**HOW TO COMPLETE THIS TASK:** Only the lines that hold "UnbindResp" should be in the answer, each copied from the data below.

**Records from a data source:**
'''
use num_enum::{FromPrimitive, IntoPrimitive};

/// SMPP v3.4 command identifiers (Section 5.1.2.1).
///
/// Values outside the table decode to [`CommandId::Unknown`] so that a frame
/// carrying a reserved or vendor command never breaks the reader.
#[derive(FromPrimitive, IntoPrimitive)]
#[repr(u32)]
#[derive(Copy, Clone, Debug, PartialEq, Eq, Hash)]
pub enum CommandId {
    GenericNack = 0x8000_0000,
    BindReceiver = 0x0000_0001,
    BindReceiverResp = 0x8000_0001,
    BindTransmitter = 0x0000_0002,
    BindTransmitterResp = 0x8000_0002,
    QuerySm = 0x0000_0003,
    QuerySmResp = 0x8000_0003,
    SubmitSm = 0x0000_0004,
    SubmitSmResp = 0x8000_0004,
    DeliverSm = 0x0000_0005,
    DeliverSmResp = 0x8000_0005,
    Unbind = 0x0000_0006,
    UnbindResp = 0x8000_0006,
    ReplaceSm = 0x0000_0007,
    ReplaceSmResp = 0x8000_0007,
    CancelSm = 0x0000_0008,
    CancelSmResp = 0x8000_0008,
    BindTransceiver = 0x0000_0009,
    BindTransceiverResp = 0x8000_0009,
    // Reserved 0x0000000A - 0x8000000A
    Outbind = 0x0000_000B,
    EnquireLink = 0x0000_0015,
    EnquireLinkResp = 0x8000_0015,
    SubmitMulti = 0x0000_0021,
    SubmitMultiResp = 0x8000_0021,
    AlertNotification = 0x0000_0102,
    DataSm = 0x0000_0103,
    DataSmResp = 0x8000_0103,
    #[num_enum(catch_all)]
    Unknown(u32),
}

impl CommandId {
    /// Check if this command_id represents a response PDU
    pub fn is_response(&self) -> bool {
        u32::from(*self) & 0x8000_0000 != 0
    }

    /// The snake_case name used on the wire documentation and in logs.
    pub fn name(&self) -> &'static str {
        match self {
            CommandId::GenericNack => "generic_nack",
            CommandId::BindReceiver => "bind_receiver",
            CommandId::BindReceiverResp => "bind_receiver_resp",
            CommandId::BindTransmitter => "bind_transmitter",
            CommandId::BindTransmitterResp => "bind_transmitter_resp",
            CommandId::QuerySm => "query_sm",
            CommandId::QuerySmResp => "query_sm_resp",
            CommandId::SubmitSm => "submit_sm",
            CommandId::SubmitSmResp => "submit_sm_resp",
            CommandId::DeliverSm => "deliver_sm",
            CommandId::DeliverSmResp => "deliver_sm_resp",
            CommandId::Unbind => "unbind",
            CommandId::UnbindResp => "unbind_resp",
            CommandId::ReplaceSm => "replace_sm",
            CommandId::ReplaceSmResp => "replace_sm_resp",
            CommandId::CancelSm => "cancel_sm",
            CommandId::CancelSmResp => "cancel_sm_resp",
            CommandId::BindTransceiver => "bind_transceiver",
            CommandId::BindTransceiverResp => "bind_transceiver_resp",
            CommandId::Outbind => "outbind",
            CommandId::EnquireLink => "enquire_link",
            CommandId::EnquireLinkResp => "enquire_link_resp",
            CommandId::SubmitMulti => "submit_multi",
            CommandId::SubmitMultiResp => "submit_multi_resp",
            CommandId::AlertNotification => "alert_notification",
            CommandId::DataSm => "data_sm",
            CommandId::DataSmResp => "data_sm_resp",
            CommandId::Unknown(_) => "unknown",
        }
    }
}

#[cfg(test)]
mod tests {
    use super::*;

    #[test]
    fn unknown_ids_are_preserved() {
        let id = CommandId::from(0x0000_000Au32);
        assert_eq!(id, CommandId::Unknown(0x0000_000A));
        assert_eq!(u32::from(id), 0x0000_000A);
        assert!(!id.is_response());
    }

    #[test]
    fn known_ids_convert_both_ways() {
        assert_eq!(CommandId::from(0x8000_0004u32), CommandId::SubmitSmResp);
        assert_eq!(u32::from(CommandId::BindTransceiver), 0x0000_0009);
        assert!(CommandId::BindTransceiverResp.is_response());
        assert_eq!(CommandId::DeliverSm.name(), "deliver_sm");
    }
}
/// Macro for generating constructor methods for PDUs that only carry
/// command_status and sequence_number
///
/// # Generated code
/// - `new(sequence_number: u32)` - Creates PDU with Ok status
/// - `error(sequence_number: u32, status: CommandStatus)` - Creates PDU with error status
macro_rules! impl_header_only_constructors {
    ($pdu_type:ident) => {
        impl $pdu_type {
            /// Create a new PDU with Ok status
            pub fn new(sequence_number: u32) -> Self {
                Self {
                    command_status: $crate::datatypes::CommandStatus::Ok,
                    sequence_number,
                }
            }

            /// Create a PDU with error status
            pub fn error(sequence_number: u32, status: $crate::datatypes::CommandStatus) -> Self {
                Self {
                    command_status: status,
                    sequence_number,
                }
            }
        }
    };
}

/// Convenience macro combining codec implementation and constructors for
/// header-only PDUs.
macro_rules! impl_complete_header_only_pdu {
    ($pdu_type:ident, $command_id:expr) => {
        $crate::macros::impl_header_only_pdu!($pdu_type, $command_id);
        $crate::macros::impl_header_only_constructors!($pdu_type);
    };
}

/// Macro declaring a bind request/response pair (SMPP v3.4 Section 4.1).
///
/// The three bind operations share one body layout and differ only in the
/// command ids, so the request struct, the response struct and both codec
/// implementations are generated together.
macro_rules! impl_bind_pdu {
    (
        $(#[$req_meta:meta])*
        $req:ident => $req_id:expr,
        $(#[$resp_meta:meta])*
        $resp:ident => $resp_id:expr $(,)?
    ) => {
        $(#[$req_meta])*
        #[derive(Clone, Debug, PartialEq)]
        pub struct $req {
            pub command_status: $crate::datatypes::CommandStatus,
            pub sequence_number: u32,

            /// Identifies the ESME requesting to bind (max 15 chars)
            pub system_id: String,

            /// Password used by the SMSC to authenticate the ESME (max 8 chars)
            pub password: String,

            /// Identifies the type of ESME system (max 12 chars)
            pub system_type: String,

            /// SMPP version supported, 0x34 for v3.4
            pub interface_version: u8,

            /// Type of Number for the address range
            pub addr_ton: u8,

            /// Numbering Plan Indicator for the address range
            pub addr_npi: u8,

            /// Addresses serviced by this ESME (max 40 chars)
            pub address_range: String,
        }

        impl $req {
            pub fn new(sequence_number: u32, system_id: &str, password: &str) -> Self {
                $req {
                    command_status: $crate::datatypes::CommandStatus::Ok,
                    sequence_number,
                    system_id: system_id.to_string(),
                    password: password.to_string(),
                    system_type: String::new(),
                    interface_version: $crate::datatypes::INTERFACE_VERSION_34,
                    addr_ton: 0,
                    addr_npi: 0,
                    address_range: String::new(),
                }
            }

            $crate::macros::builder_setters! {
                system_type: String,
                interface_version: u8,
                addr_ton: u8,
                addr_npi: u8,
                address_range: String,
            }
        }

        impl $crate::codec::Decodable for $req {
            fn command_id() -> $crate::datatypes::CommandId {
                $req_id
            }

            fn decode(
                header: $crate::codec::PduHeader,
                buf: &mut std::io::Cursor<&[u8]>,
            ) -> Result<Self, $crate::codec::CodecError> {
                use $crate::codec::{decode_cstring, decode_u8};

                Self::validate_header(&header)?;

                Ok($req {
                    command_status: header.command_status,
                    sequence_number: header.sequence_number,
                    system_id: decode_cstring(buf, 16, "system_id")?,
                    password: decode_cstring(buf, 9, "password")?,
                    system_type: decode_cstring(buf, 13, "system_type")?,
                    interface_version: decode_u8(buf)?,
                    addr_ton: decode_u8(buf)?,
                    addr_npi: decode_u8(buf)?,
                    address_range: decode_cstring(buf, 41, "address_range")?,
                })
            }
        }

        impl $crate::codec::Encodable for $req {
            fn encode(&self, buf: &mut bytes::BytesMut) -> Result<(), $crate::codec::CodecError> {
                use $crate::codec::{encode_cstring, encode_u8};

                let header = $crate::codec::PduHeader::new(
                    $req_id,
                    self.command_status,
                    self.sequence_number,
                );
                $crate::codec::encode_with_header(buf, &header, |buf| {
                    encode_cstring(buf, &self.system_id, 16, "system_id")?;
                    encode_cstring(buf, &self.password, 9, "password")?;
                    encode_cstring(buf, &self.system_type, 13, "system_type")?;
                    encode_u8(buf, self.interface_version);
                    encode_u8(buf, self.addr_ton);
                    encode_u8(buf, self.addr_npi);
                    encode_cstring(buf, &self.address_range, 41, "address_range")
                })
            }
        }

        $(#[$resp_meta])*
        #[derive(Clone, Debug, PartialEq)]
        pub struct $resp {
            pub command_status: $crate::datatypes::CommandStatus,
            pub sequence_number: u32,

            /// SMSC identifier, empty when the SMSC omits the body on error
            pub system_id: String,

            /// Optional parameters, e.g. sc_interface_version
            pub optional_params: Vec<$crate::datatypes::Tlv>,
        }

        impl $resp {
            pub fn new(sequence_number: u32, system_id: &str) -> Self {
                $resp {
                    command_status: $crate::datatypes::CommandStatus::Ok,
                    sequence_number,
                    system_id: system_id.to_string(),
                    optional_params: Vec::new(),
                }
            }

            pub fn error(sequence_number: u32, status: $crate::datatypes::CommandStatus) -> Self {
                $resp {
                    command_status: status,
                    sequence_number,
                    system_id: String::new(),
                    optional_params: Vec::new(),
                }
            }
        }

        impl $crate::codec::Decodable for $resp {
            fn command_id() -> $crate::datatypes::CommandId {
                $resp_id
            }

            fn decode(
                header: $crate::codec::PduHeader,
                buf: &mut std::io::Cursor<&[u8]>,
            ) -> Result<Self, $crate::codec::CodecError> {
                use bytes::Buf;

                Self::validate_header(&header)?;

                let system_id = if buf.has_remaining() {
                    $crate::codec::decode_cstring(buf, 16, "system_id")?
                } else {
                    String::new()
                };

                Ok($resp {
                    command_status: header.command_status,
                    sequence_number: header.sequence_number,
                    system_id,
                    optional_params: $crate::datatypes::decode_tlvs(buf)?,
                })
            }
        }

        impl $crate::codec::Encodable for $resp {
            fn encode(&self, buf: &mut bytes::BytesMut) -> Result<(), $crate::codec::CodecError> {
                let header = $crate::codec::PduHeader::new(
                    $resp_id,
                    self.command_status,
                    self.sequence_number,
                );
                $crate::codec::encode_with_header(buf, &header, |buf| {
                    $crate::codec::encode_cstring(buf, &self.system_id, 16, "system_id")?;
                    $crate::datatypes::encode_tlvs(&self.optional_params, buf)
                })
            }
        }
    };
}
'''
**FINAL ANSWER:**
    UnbindResp = 0x8000_0006,
            CommandId::UnbindResp => "unbind_resp",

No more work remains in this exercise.